Patch Testing, Reading and Interpretation, and Clinical Relevance

Patch testing was conducted with a standardized method as previously described.[3,7–12] Patients did not undergo patch testing if topical corticosteroids were applied to patch-test sites, if immunosuppressive medications were taken, or if skin responsiveness was compromised by medical conditions.

All testing was performed with Finn Chambers (Epitest Ltd Oy, Tuusula, Finland) on Scanpor tape (Norgesplaster Aksjeselskap, Vennesla, Norway). Patches were applied to the upper back and were left in place for 48 hours. Sources of allergens are summarized in Table 1. After patch-testing with metal discs, the discs were cleaned, treated with germicidal wipes, and saved for reuse.

Patch-test reactions were read and recorded on day 3 (after the removal of patch-test material), on day 5, and at least once during days 7 through 10. Reactions were interpreted again at least once during days 11 through 17 at Mayo Clinic in Rochester and Florida (but not at Mayo Clinic in Arizona). Patch-test reactions were interpreted by using criteria similar to those of the North American Contact Dermatitis Group.7–11 Possible outcomes were recorded as negative reaction, macular erythema, weak reaction (nonvesicular erythema, infiltration, and possibly papules), strong reaction (edematous or vesicular), extreme reaction (spreading bullous ulcerative lesions), and irritant reaction. A positive patch-test result was defined as a weak, strong, or extreme allergic reaction. As previously described,[13] macular erythema reactions were considered positive if the results were relevant.
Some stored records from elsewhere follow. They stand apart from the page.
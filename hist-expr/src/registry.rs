//! The table of functions that may be called in an expression.

use levenshtein::levenshtein;
use once_cell::sync::Lazy;
use std::collections::HashMap;

/// The shared, seeded registry used by [`translate`](crate::translate).
static DEFAULT: Lazy<Registry> = Lazy::new(Registry::seeded);

/// Maps fully-qualified dotted function paths (such as `numpy.sqrt`) to the canonical short names
/// used in [`Expr::Call`](crate::expr::Expr::Call).
///
/// Module aliases (such as `np` for `numpy`) rewrite the first segment of a path before lookup. A
/// registry is built up front and read-only while translating.
#[derive(Debug, Clone, PartialEq, Eq)]
pub struct Registry {
    /// Fully-qualified path to canonical name.
    functions: HashMap<String, String>,

    /// Module alias to module name.
    modules: HashMap<String, String>,
}

impl Default for Registry {
    fn default() -> Self {
        Self::seeded()
    }
}

impl Registry {
    /// Creates a registry with no functions.
    pub fn new() -> Self {
        Self {
            functions: HashMap::new(),
            modules: HashMap::new(),
        }
    }

    /// Creates a registry with the default functions: `math.sqrt` and `numpy.sqrt` (aliased as
    /// `np.sqrt`), both canonically `sqrt`.
    pub fn seeded() -> Self {
        Self::new()
            .register("math.sqrt", "sqrt")
            .register("numpy.sqrt", "sqrt")
            .alias("np", "numpy")
    }

    /// Returns the shared default registry.
    pub fn default_registry() -> &'static Registry {
        &DEFAULT
    }

    /// Registers a function path with its canonical name.
    pub fn register(mut self, path: impl Into<String>, canonical: impl Into<String>) -> Self {
        self.functions.insert(path.into(), canonical.into());
        self
    }

    /// Registers an alias for a module, used when the alias is the first segment of a path.
    pub fn alias(mut self, alias: impl Into<String>, module: impl Into<String>) -> Self {
        self.modules.insert(alias.into(), module.into());
        self
    }

    /// Returns true if the name is the canonical name of some registered function.
    pub fn is_canonical(&self, name: &str) -> bool {
        self.functions.values().any(|canonical| canonical == name)
    }

    /// Resolves a dotted path to the canonical name of the function, applying module aliases.
    pub fn resolve(&self, path: &[&str]) -> Option<&str> {
        let (first, rest) = path.split_first()?;
        let module = self.modules.get(*first).map_or(*first, String::as_str);
        let full = std::iter::once(module)
            .chain(rest.iter().copied())
            .collect::<Vec<_>>()
            .join(".");
        self.functions.get(&full).map(String::as_str)
    }

    /// Returns the registered paths and canonical names that are similar to the given name.
    pub fn similar(&self, name: &str) -> Vec<String> {
        let mut similar = self.functions
            .iter()
            .flat_map(|(path, canonical)| [path, canonical])
            .filter(|n| levenshtein(n, name) < 2)
            .cloned()
            .collect::<Vec<_>>();
        similar.sort();
        similar.dedup();
        similar
    }
}

#[cfg(test)]
mod tests {
    use pretty_assertions::assert_eq;
    use super::*;

    #[test]
    fn resolve_seeded() {
        let registry = Registry::default_registry();
        assert_eq!(registry.resolve(&["math", "sqrt"]), Some("sqrt"));
        assert_eq!(registry.resolve(&["numpy", "sqrt"]), Some("sqrt"));
        assert_eq!(registry.resolve(&["np", "sqrt"]), Some("sqrt"));
        assert_eq!(registry.resolve(&["np", "cbrt"]), None);
        assert_eq!(registry.resolve(&[]), None);
        assert!(registry.is_canonical("sqrt"));
        assert!(!registry.is_canonical("math.sqrt"));
    }

    #[test]
    fn extend_registry() {
        let registry = Registry::new()
            .register("numpy.arctan2", "atan2")
            .alias("npy", "numpy");
        assert_eq!(registry.resolve(&["npy", "arctan2"]), Some("atan2"));
        assert_eq!(registry.resolve(&["math", "sqrt"]), None);
    }

    #[test]
    fn similar_names() {
        let registry = Registry::seeded();
        assert_eq!(registry.similar("sqr"), vec!["sqrt".to_string()]);
        assert_eq!(registry.similar("math.sqrr"), vec!["math.sqrt".to_string()]);
        assert!(registry.similar("log").is_empty());
    }
}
At or after the final reading, the physician met with the patient to discuss the relevance of the patch-test results. The relevance of each reaction was recorded as follows: I (irritant); N (allergic, not relevant [no exposure to products containing the allergen]); Q (allergic, questionably relevant [current exposure to products likely to contain the allergen]); P (allergic, formerly relevant [past exposure to products likely to contain the allergen]); and R (allergic, relevant [the result of a use test or patch test with the allergen-containing product is positive, or the ingredient was verified in the patient's product and the use of that product was verified]). For the purposes of this study, relevance was calculated as R + Q.

Statistical Analysis

Patient data were entered into a clinical Sybase database (Sybase Inc., Dublin, CA) using a client server written in Uniface (Compuware Corporation, Detroit, MI). All statistical analyses were performed with SAS software (SAS Institute Inc., Cary, NC).

Associations between patient characteristics and metal sensitivity were assessed with the two-sided chi-square test or the Fisher exact test, as appropriate. A p value of less than .05 indicated a statistically significant difference.